Everyday effortless entertaining is Victoria Amory’s mantra, one she’s put to good use as the author behind the Delicious! and Delicious Flavors cookbooks. But this Spanish native — who also contributed to Palm Beach Entertaining — provides more than just helpful how-tos; she’s also created a line of special sauces and condiments to easily elevate any dish. Here, she gives us her expert guide on one of our favorite culinary finishing touches — how to make it, the proper way to serve it and the lowdown between country vs.

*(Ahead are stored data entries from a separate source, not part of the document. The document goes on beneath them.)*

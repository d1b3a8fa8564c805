use chrono::NaiveDate;
use pretty_assertions::assert_eq;
use revenue_forecast::parse::parse_observations_json;
use revenue_forecast::{
    calculate_forecasts_from_raw, normalize, ForecastConfig, Granularity, Observation,
    RawObservation,
};
use std::io::Write;
use tempfile::NamedTempFile;

fn date(y: i32, m: u32, d: u32) -> NaiveDate {
    NaiveDate::from_ymd_opt(y, m, d).unwrap()
}

#[test]
fn test_normalize_is_idempotent() {
    let input = vec![
        Observation::new(date(2025, 1, 3), 30.0),
        Observation::new(date(2025, 1, 1), 10.0),
        Observation::new(date(2025, 1, 2), 20.0),
        Observation::new(date(2025, 1, 2), 25.0),
    ];

    let once = normalize(&input, None).unwrap();
    let twice = normalize(once.observations(), None).unwrap();
    assert_eq!(once, twice);
}

#[test]
fn test_normalize_sorts_and_keeps_last_duplicate() {
    let input = vec![
        Observation::new(date(2025, 1, 3), 30.0),
        Observation::new(date(2025, 1, 2), 20.0),
        Observation::new(date(2025, 1, 1), 10.0),
        Observation::new(date(2025, 1, 2), 25.0),
    ];

    let series = normalize(&input, None).unwrap();
    let revenues: Vec<f64> = series.iter().map(|obs| obs.revenue).collect();
    assert_eq!(revenues, vec![10.0, 25.0, 30.0]);
    assert_eq!(series.granularity(), Granularity::Daily);
    // The input is left as given
    assert_eq!(input[0].date, date(2025, 1, 3));
}

#[test]
fn test_tagged_granularity_wins_over_inference() {
    let input = vec![
        Observation::new(date(2025, 1, 1), 10.0).with_granularity(Granularity::Weekly),
        Observation::new(date(2025, 1, 2), 10.0),
        Observation::new(date(2025, 1, 3), 10.0),
    ];

    assert_eq!(normalize(&input, None).unwrap().granularity(), Granularity::Weekly);
    assert_eq!(
        normalize(&input, Some(Granularity::Monthly)).unwrap().granularity(),
        Granularity::Monthly
    );
}

#[test]
fn test_raw_rows_with_mixed_formats() {
    let raw: Vec<RawObservation> = serde_json::from_str(
        r#"[
            {"date": "Jan 01 '25", "revenue": "$1,200.50"},
            {"day": "2025-01-02", "amount": 900},
            {"date": "01/03/2025", "revenue": 1000.0},
            {"date": "not a date", "revenue": 10},
            {"date": "2025-01-04", "revenue": "n/a"}
        ]"#,
    )
    .unwrap();

    let result =
        calculate_forecasts_from_raw(&raw, None, &ForecastConfig::default(), date(2025, 1, 4))
            .unwrap();
    assert_eq!(result.data_points, 3);
}

#[test]
fn test_observations_from_json_file() {
    let mut file = NamedTempFile::new().unwrap();
    writeln!(
        file,
        r#"[{{"date": "2025-01-01", "revenue": 10}}, {{"date": "2025-02-01", "revenue": 20}}, 42]"#
    )
    .unwrap();

    let text = std::fs::read_to_string(file.path()).unwrap();
    let observations = parse_observations_json(&text).unwrap();
    assert_eq!(observations.len(), 2);
    assert_eq!(observations[1].date, date(2025, 2, 1));
}

#[test]
fn test_non_array_json_is_an_error() {
    assert!(parse_observations_json(r#"{"date": "2025-01-01"}"#).is_err());
}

Dijon.
- It was probably the Romans who first created mustard, using the juice of unfermented grapes (mustum) and the spicy seeds of ground brassica to make “mustum ardens,” which over the years became: mustard. For centuries, it was used as a medicinal paste to cure the sting of scorpions, to relieve arthritis pain and to help toothaches.
- There are three different types of widely-used mustard seeds — and their spiciness varies with color. Yellow is mild in flavor and large in size, brown is small in size and has medium heat, and black is very small and very spicy.

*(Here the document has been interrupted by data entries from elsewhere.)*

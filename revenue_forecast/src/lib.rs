//! # Revenue Forecast
//!
//! Forward-looking revenue projections from a scraped history of
//! `{date, revenue}` observations.
//!
//! ## Features
//!
//! - Normalization of noisy input: malformed rows are dropped, dates are
//!   sorted as calendar dates and granularity is inferred when missing
//! - Aggregates over the history: month totals, recent averages,
//!   year-over-year growth and month-to-month variance
//! - Four projections per call: current month, next month, year-to-date
//!   comparison and full year, each with a confidence band
//! - Day-of-month and weekend seasonality with a single headline insight
//!
//! ## Time Granularity Support
//!
//! Observations can be daily, weekly or monthly through the `Granularity` enum.
//! Daily and weekly series share one pipeline; monthly series use a
//! month-bucketed pipeline and never produce seasonality patterns.
//!
//! ## Quick Start
//!
//! ```rust
//! use chrono::NaiveDate;
//! use revenue_forecast::{calculate_forecasts, ForecastConfig, Granularity, Observation};
//!
//! let start = NaiveDate::from_ymd_opt(2025, 1, 1).unwrap();
//! let history: Vec<Observation> = (0..40)
//!     .map(|i| Observation::new(start + chrono::Duration::days(i), 100.0))
//!     .collect();
//!
//! let today = NaiveDate::from_ymd_opt(2025, 2, 9).unwrap();
//! let config = ForecastConfig::default();
//! let result = calculate_forecasts(&history, Some(Granularity::Daily), &config, today)
//!     .expect("enough history");
//!
//! let current = result.current_month.expect("current month");
//! assert!(current.band.low <= current.band.projected);
//! ```
//!
//! Every operation is pure: "today" is always an argument, and
//! insufficient data yields `None` rather than an error.

pub mod aggregates;
pub mod calendar;
pub mod config;
pub mod engine;
pub mod error;
pub mod parse;
pub mod patterns;
pub mod pipeline;
pub mod result;
pub mod series;

// Re-export commonly used types
pub use crate::config::ForecastConfig;
pub use crate::engine::{
    calculate_forecasts, calculate_forecasts_from_raw, calculate_forecasts_today,
};
pub use crate::error::{ForecastError, Result};
pub use crate::parse::{parse_currency, parse_date, RawObservation, RawRevenue};
pub use crate::patterns::{Insight, PatternAnalysis};
pub use crate::result::{Band, ConfidenceTier, ForecastResult, Projection};
pub use crate::series::{normalize, DataQuality, Granularity, Observation, Series};

// Version information
pub const VERSION: &str = env!("CARGO_PKG_VERSION");
pub const NAME: &str = env!("CARGO_PKG_NAME");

- Mustard is super easy to make at home: the seeds are ground, infused with some liquid (wine, vinegar, water…), marinated for a few minutes or a few hours and that is it. Cold liquid makes it hot, warmer liquids make it milder.

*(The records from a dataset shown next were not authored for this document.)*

use flipbook_core::{
    DocumentId, DocumentSource, FlipDirection, FlipVisual, FlipbookRecord, IgnoreReason, Key,
    PageImage, ViewerContext, ViewerOptions,
};
use flipbook_render::Renderer;
use std::sync::Arc;
use tokio::sync::mpsc;

mod handlers;
mod session;
mod state;
mod worker;

pub use session::RenderKind;
pub use worker::worker_task;

/// Commands sent from the shell to the worker
#[derive(Debug)]
pub enum ViewerCommand {
    Load {
        source: DocumentSource,
    },
    /// Open a share-link fragment (`#/view?pdf=...` or `#/flipbook/{id}`)
    OpenLink {
        fragment: String,
    },
    GoTo {
        page: usize,
    },
    Next,
    Previous,
    First,
    Last,
    Key {
        key: Key,
    },
    PointerDown {
        x: f32,
    },
    PointerMove {
        x: f32,
    },
    PointerUp {
        x: f32,
    },
    PointerCancel,
    /// Render thumbnails for `pages`, or every page when `None`
    RequestThumbnails {
        pages: Option<Vec<usize>>,
    },
    QueryStatus,
    Close,
}

/// Updates sent from the worker to the shell
#[derive(Debug, Clone)]
pub enum ViewerUpdate {
    Loaded {
        doc_id: DocumentId,
        record: FlipbookRecord,
    },
    /// Page to show now; replaces any placeholder for it
    PageReady {
        doc_id: DocumentId,
        image: Arc<PageImage>,
    },
    /// Page is being rendered; show a stand-in until `PageReady`
    Placeholder {
        doc_id: DocumentId,
        page: usize,
    },
    ThumbnailReady {
        doc_id: DocumentId,
        image: Arc<PageImage>,
    },
    /// Start of a flip; the shell plays its transition cue
    FlipStarted {
        doc_id: DocumentId,
        from: usize,
        to: usize,
        direction: FlipDirection,
    },
    FlipCompleted {
        doc_id: DocumentId,
        page: usize,
    },
    NavigationIgnored {
        doc_id: DocumentId,
        page: usize,
        reason: IgnoreReason,
    },
    DragProgress {
        doc_id: DocumentId,
        progress: f32,
        visual: FlipVisual,
    },
    ContextChanged {
        context: ViewerContext,
    },
    RenderFailed {
        doc_id: DocumentId,
        page: usize,
        message: String,
    },
    Status(ViewerStatus),
    Error {
        message: String,
    },
    Closed {
        doc_id: DocumentId,
    },
}

/// Snapshot of the worker state
#[derive(Debug, Clone, PartialEq)]
pub struct ViewerStatus {
    pub doc_id: Option<DocumentId>,
    pub current_page: usize,
    pub total_pages: usize,
    pub flipping_to: Option<usize>,
    pub cached_pages: Vec<usize>,
    pub cached_thumbnails: Vec<usize>,
    pub pending_renders: usize,
    pub context: ViewerContext,
}

/// Shell-side ends of the worker channels
pub struct ViewerHandle {
    pub command_tx: mpsc::UnboundedSender<ViewerCommand>,
    pub update_rx: mpsc::UnboundedReceiver<ViewerUpdate>,
}

impl ViewerHandle {
    /// Spawn a worker on the current tokio runtime
    pub fn spawn(renderer: Renderer, options: ViewerOptions) -> Self {
        let (command_tx, command_rx) = mpsc::unbounded_channel();
        let (update_tx, update_rx) = mpsc::unbounded_channel();

        tokio::spawn(worker_task(renderer, options, command_rx, update_tx));

        Self {
            command_tx,
            update_rx,
        }
    }

    /// Returns false once the worker has stopped
    pub fn send(&self, command: ViewerCommand) -> bool {
        self.command_tx.send(command).is_ok()
    }

    pub async fn recv(&mut self) -> Option<ViewerUpdate> {
        self.update_rx.recv().await
    }
}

- Mustard is the secret ingredient in many dishes and sauces, transforming them from everyday to extraordinary. It is delicious with most cheese-based recipes — like macaroni and cheese, soufflé, fondue and raclette — and widely served with meats, game and charcuterie. Country mustard (that is the one with seeds) is the perfect crust for salmon filet, while Dijon (the smooth one made with wine) is perfect to fold into dressings and sauces. Honey, sugar, vinegars, wine, bourbon, champagne, cognac and yes, even beer can go into a mustard pot.
- Serve mustard in a glass or ceramic bowl, never in silver or pewter, as its acidity will “eat” the metal. And use a wooden, horn or stainless steel spoon to scoop it out. At a buffet, serve two or three kinds of mustards of different heat levels for variation and ﬂavor.